Fluid Bed Agglomerators
Fluid Bed Agglomerators are used in the process of agglomeration commonly in chemical industries. Fluid bed technology is used. Powder is fluidized with hot air and sprayed simultaneously with a binder liquid. This process causes particle adhesion, agglomerate formation and drying, and is applicable to both batch and continuous operation. Control of air velocity and wetting rate determines the final agglomeration size. The process produces agglomerates of narrow size distribution: Lower range 100 microns mean size, upper range 1000 microns mean size.
Process
The process of fluidised bed spray agglomeration plays an important role in the formulation of powders in the food and pharmaceutical industries as dust-free and free-flowing particles can be produced in a process with favourable heat and mass transfer conditions and good solids mixing. A liquid suspension, solution or melt is sprayed onto a bed of solids in order to induce stickiness and agglomeration.

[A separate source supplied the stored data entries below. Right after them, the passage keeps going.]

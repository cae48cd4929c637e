//! Phase identity, permissions and ordering policy.
//!
//! This module provides:
//! - `Phase`, the closed set of workflow stages in their fixed total order
//! - `PhasePermissions`, one auto-advance flag per phase
//! - `next_permitted_phase`, the pure policy that picks the next stage
//! - `CompletionRoute`, the transition table consulted when a phase finishes

use anyhow::Result;
use serde::{Deserialize, Serialize};

/// One stage of the workflow.
///
/// Declaration order is the execution order; `Ord` follows it.
#[derive(Debug, Clone, Copy, PartialEq, Eq, PartialOrd, Ord, Hash, Serialize, Deserialize)]
#[serde(rename_all = "kebab-case")]
pub enum Phase {
    Requirements,
    Design,
    Tasks,
    DocumentReview,
    Impl,
    Inspection,
    Deploy,
}

/// The fixed phase order.
pub const PHASE_ORDER: [Phase; 7] = [
    Phase::Requirements,
    Phase::Design,
    Phase::Tasks,
    Phase::DocumentReview,
    Phase::Impl,
    Phase::Inspection,
    Phase::Deploy,
];

/// How the coordinator continues after a phase agent reports success.
#[derive(Debug, Clone, Copy, PartialEq, Eq)]
pub enum CompletionRoute {
    /// Request the next permitted phase, or finish when there is none.
    Linear,
    /// Enter the bounded document-review loop when it is reachable.
    EnterReviewLoop,
    /// Wait for the review verdict before moving on.
    AwaitReviewVerdict,
    /// Request inspection when permitted, otherwise finish.
    InspectionOrFinish,
    /// Wait for the inspection verdict, which decides on merge.
    AwaitInspectionVerdict,
    /// Terminal step: the run is complete.
    Finish,
}

impl Phase {
    pub fn as_str(&self) -> &'static str {
        match self {
            Phase::Requirements => "requirements",
            Phase::Design => "design",
            Phase::Tasks => "tasks",
            Phase::DocumentReview => "document-review",
            Phase::Impl => "impl",
            Phase::Inspection => "inspection",
            Phase::Deploy => "deploy",
        }
    }

    /// Position in `PHASE_ORDER`.
    pub fn index(&self) -> usize {
        *self as usize
    }

    /// Phases that produce a spec document requiring human approval.
    pub fn is_document_phase(&self) -> bool {
        matches!(self, Phase::Requirements | Phase::Design | Phase::Tasks)
    }

    pub fn completion_route(&self) -> CompletionRoute {
        match self {
            Phase::Requirements | Phase::Design => CompletionRoute::Linear,
            Phase::Tasks => CompletionRoute::EnterReviewLoop,
            Phase::DocumentReview => CompletionRoute::AwaitReviewVerdict,
            Phase::Impl => CompletionRoute::InspectionOrFinish,
            Phase::Inspection => CompletionRoute::AwaitInspectionVerdict,
            Phase::Deploy => CompletionRoute::Finish,
        }
    }
}

impl std::fmt::Display for Phase {
    fn fmt(&self, f: &mut std::fmt::Formatter<'_>) -> std::fmt::Result {
        write!(f, "{}", self.as_str())
    }
}

impl std::str::FromStr for Phase {
    type Err = anyhow::Error;

    fn from_str(s: &str) -> Result<Self, Self::Err> {
        match s.to_lowercase().as_str() {
            "requirements" => Ok(Phase::Requirements),
            "design" => Ok(Phase::Design),
            "tasks" => Ok(Phase::Tasks),
            "document-review" | "document_review" => Ok(Phase::DocumentReview),
            "impl" => Ok(Phase::Impl),
            "inspection" => Ok(Phase::Inspection),
            "deploy" => Ok(Phase::Deploy),
            _ => anyhow::bail!(
                "Invalid phase '{}'. Valid values: requirements, design, tasks, document-review, impl, inspection, deploy",
                s
            ),
        }
    }
}

/// Auto-advance permission per phase.
///
/// Unknown keys are rejected when deserializing.
#[derive(Debug, Clone, Copy, Default, PartialEq, Eq, Serialize, Deserialize)]
#[serde(default, deny_unknown_fields, rename_all = "kebab-case")]
pub struct PhasePermissions {
    pub requirements: bool,
    pub design: bool,
    pub tasks: bool,
    pub document_review: bool,
    #[serde(rename = "impl")]
    pub impl_: bool,
    pub inspection: bool,
    pub deploy: bool,
}

impl PhasePermissions {
    /// Every phase permitted.
    pub fn all() -> Self {
        Self {
            requirements: true,
            design: true,
            tasks: true,
            document_review: true,
            impl_: true,
            inspection: true,
            deploy: true,
        }
    }

    /// Only the listed phases permitted.
    pub fn only(phases: &[Phase]) -> Self {
        let mut permissions = Self::default();
        for phase in phases {
            permissions.set(*phase, true);
        }
        permissions
    }

    pub fn is_permitted(&self, phase: Phase) -> bool {
        match phase {
            Phase::Requirements => self.requirements,
            Phase::Design => self.design,
            Phase::Tasks => self.tasks,
            Phase::DocumentReview => self.document_review,
            Phase::Impl => self.impl_,
            Phase::Inspection => self.inspection,
            Phase::Deploy => self.deploy,
        }
    }

    pub fn set(&mut self, phase: Phase, permitted: bool) {
        match phase {
            Phase::Requirements => self.requirements = permitted,
            Phase::Design => self.design = permitted,
            Phase::Tasks => self.tasks = permitted,
            Phase::DocumentReview => self.document_review = permitted,
            Phase::Impl => self.impl_ = permitted,
            Phase::Inspection => self.inspection = permitted,
            Phase::Deploy => self.deploy = permitted,
        }
    }

    pub fn permitted_phases(&self) -> Vec<Phase> {
        PHASE_ORDER
            .iter()
            .copied()
            .filter(|p| self.is_permitted(*p))
            .collect()
    }
}

/// First permitted phase strictly after `current`, or from the start when
/// `current` is `None`.
///
/// Returns `None` when no later phase is permitted; callers treat that as
/// immediate completion.
pub fn next_permitted_phase(current: Option<Phase>, permissions: &PhasePermissions) -> Option<Phase> {
    let start = current.map(|p| p.index() + 1).unwrap_or(0);
    PHASE_ORDER
        .iter()
        .skip(start)
        .copied()
        .find(|p| permissions.is_permitted(*p))
}

/// Parse a comma-separated phase list such as `requirements,design,tasks`.
pub fn parse_phase_list(list: &str) -> Result<Vec<Phase>> {
    list.split(',')
        .map(str::trim)
        .filter(|s| !s.is_empty())
        .map(str::parse)
        .collect()
}
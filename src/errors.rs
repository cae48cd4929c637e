//! Typed error hierarchy for the specpilot orchestrator.
//!
//! Two families cover the coordinator boundary:
//! - `CoordinatorError`: caller misuse returned synchronously from operations
//! - `WorkflowErrorKind`: workflow failures recorded on a unit and broadcast
//!   through `execution-error` events
//!
//! `RunnerError` covers the agent-process driver.

use serde::{Deserialize, Serialize};
use thiserror::Error;

/// Errors returned from coordinator operations.
///
/// These are expected control flow, never panics. Each variant carries a
/// stable `code()` so bridges can forward it without string matching.
#[derive(Debug, Clone, PartialEq, Eq, Error, Serialize, Deserialize)]
#[serde(tag = "type", rename_all = "SCREAMING_SNAKE_CASE")]
pub enum CoordinatorError {
    #[error("Unit {unit_path} is already executing")]
    AlreadyExecuting { unit_path: String },

    #[error("Unit {unit_path} is not executing")]
    NotExecuting { unit_path: String },

    #[error("Maximum concurrent executions reached ({limit})")]
    MaxConcurrentReached { limit: usize },

    #[error("Precondition failed: {reason}")]
    PreconditionFailed { reason: String },
}

impl CoordinatorError {
    /// Stable machine-readable discriminant.
    pub fn code(&self) -> &'static str {
        match self {
            Self::AlreadyExecuting { .. } => "ALREADY_EXECUTING",
            Self::NotExecuting { .. } => "NOT_EXECUTING",
            Self::MaxConcurrentReached { .. } => "MAX_CONCURRENT_REACHED",
            Self::PreconditionFailed { .. } => "PRECONDITION_FAILED",
        }
    }
}

/// Kind of workflow failure that moved a unit into the `error` state.
#[derive(Debug, Clone, Copy, PartialEq, Eq, Hash, Serialize, Deserialize)]
#[serde(rename_all = "SCREAMING_SNAKE_CASE")]
pub enum WorkflowErrorKind {
    PhaseExecutionFailed,
    AgentCrash,
    Timeout,
}

impl WorkflowErrorKind {
    pub fn as_str(&self) -> &'static str {
        match self {
            Self::PhaseExecutionFailed => "PHASE_EXECUTION_FAILED",
            Self::AgentCrash => "AGENT_CRASH",
            Self::Timeout => "TIMEOUT",
        }
    }
}

impl std::fmt::Display for WorkflowErrorKind {
    fn fmt(&self, f: &mut std::fmt::Formatter<'_>) -> std::fmt::Result {
        write!(f, "{}", self.as_str())
    }
}

/// Errors from spawning and supervising an agent process.
#[derive(Debug, Error)]
pub enum RunnerError {
    #[error("Failed to spawn agent process `{command}`: {source}")]
    SpawnFailed {
        command: String,
        #[source]
        source: std::io::Error,
    },

    #[error("Agent process has no stdout handle")]
    MissingStdout,

    #[error("Failed to read agent output: {0}")]
    ReadFailed(#[source] std::io::Error),

    #[error("Failed to wait for agent process: {0}")]
    WaitFailed(#[source] std::io::Error),
}

#[cfg(test)]
mod tests {
    use super::*;

    #[test]
    fn coordinator_error_codes_are_stable() {
        let err = CoordinatorError::AlreadyExecuting {
            unit_path: "/p/.kiro/specs/a".into(),
        };
        assert_eq!(err.code(), "ALREADY_EXECUTING");
        assert_eq!(
            CoordinatorError::MaxConcurrentReached { limit: 3 }.code(),
            "MAX_CONCURRENT_REACHED"
        );
        assert_eq!(
            CoordinatorError::NotExecuting {
                unit_path: "x".into()
            }
            .code(),
            "NOT_EXECUTING"
        );
        assert_eq!(
            CoordinatorError::PreconditionFailed { reason: "r".into() }.code(),
            "PRECONDITION_FAILED"
        );
    }

    #[test]
    fn max_concurrent_carries_limit() {
        let err = CoordinatorError::MaxConcurrentReached { limit: 5 };
        match &err {
            CoordinatorError::MaxConcurrentReached { limit } => assert_eq!(*limit, 5),
            _ => panic!("Expected MaxConcurrentReached"),
        }
        assert!(err.to_string().contains('5'));
    }

    #[test]
    fn coordinator_error_serializes_with_type_tag() {
        let err = CoordinatorError::MaxConcurrentReached { limit: 2 };
        let json = serde_json::to_value(&err).unwrap();
        assert_eq!(json["type"], "MAX_CONCURRENT_REACHED");
        assert_eq!(json["limit"], 2);
    }

    #[test]
    fn workflow_kind_serializes_to_discriminant() {
        let json = serde_json::to_string(&WorkflowErrorKind::AgentCrash).unwrap();
        assert_eq!(json, "\"AGENT_CRASH\"");
        assert_eq!(WorkflowErrorKind::Timeout.to_string(), "TIMEOUT");
        assert_eq!(
            WorkflowErrorKind::PhaseExecutionFailed.as_str(),
            "PHASE_EXECUTION_FAILED"
        );
    }

    #[test]
    fn runner_error_implements_std_error() {
        fn assert_std_error<E: std::error::Error>(_: &E) {}
        let err = RunnerError::SpawnFailed {
            command: "claude".into(),
            source: std::io::Error::new(std::io::ErrorKind::NotFound, "missing"),
        };
        assert_std_error(&err);
        assert!(err.to_string().contains("claude"));
    }
}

An important adhesion mechanism is the formation of liquid bridges between the particles or sintering via viscous flow. The kinetic energy of the collision is dissipated by friction, viscous forces in the liquid film and plastic deformation. Consecutive drying in the hot fluidization air hardens inter-particle bridge bonds and stable agglomerates are formed.
Agglomeration behaviour of food particles
Visco-plastic material properties strongly affect the agglomeration behaviour. They are dominated by the supra-molecular particle structure as well as process parameters like temperature, liquid content and rate of deformation. Most food powders and granules are amorphous water-soluble substances. Their mechanical material properties vary widely at different temperature and moisture content. The glass transition concept is used to describe their behaviour. The current study investigates the influence of process parameters on structure and strength of amorphous maltodextrin particles agglomerated in a fluidised bed.
Modelling on the scale of micro-processes
The dynamics of the agglomeration process are dominated on the micro level by the interactions between individual particles as well as wetting and drying processes. To describe the kinetics of agglomeration, a process model must consider these micro-mechanisms. For this purpose, the discrete element method (DEM) is suitable. This method describes the movement of each individual particle, based on Newton's and Euler's equations of motion, and allows an exact description of the process including the underlying micro-mechanisms.To characterize the impact and breakage behaviour of food granules, a detailed contact model on the basis of an energy balance has been derived theoretically and verified by experiments. The contact model is the basis of a physically correct description of the interactions among particles and between particles and the wall. The application of DEM to the process of fluid bed agglomeration also requires a numerical description of the continuous gas phase (CFD). The coupling of DEM and CFD is achieved using the commercial software packages EDEM and Fluent.